▸ **Aim of the task**: Every line holding the string "Encoding" is to be copied from the entries below.

◇ ◇ ◇ ◇

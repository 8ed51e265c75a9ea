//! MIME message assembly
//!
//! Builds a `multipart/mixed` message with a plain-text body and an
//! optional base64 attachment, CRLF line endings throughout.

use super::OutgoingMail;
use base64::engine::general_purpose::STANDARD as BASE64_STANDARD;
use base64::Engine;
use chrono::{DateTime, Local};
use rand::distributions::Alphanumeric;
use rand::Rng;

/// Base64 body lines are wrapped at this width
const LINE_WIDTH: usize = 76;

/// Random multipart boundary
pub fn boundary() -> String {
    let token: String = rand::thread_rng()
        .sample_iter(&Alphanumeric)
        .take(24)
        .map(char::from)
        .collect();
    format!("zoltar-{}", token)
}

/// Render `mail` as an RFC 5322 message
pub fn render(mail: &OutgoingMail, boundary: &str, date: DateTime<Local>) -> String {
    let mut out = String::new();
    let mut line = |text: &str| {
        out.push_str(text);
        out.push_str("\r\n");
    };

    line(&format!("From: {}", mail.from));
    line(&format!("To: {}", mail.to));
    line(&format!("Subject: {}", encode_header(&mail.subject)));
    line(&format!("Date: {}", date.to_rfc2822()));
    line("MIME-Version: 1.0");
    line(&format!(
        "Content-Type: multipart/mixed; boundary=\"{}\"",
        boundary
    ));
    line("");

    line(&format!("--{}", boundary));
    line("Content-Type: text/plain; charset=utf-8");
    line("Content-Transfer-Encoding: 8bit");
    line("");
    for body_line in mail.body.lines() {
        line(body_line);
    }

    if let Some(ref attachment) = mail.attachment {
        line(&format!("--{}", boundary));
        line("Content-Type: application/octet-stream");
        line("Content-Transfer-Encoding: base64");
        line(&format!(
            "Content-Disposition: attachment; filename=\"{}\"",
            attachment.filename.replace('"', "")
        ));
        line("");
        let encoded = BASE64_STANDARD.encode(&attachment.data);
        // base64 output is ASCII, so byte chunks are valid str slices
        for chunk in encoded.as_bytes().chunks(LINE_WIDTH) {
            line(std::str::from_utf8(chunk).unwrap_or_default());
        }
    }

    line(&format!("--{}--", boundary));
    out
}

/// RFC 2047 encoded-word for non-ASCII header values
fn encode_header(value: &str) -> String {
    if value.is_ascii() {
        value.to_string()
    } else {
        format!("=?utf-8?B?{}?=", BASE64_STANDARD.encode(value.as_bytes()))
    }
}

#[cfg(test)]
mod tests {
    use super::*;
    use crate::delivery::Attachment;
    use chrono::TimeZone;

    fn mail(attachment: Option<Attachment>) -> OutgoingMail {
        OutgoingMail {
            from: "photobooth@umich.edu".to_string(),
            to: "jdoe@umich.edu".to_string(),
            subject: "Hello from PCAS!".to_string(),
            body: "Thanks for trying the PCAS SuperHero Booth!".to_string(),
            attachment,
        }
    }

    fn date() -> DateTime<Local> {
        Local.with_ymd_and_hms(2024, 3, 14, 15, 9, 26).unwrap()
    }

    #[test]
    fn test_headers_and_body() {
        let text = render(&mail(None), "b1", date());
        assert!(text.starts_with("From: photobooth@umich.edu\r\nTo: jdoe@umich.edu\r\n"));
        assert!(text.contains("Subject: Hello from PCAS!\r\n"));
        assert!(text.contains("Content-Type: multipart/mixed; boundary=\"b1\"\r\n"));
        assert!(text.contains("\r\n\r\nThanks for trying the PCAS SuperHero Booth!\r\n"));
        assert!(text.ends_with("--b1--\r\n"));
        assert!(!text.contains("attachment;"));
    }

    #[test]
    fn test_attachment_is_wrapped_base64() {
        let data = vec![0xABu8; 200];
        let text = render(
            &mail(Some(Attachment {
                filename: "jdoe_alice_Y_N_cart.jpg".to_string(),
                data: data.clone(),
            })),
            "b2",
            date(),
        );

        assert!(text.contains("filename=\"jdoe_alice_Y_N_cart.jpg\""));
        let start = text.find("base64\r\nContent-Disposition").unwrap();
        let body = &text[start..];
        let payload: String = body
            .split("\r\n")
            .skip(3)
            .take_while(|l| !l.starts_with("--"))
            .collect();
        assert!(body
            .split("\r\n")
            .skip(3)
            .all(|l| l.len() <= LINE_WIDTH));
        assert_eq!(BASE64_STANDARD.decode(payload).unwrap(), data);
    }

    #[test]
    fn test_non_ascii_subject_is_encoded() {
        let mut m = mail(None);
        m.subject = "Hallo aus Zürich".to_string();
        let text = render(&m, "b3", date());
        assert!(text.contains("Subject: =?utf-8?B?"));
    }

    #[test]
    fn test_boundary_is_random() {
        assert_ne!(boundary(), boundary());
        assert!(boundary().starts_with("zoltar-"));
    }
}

◇ ◇ ◇ ◇

▸ **Written answer**:
    line("Content-Transfer-Encoding: 8bit");
        line("Content-Transfer-Encoding: base64");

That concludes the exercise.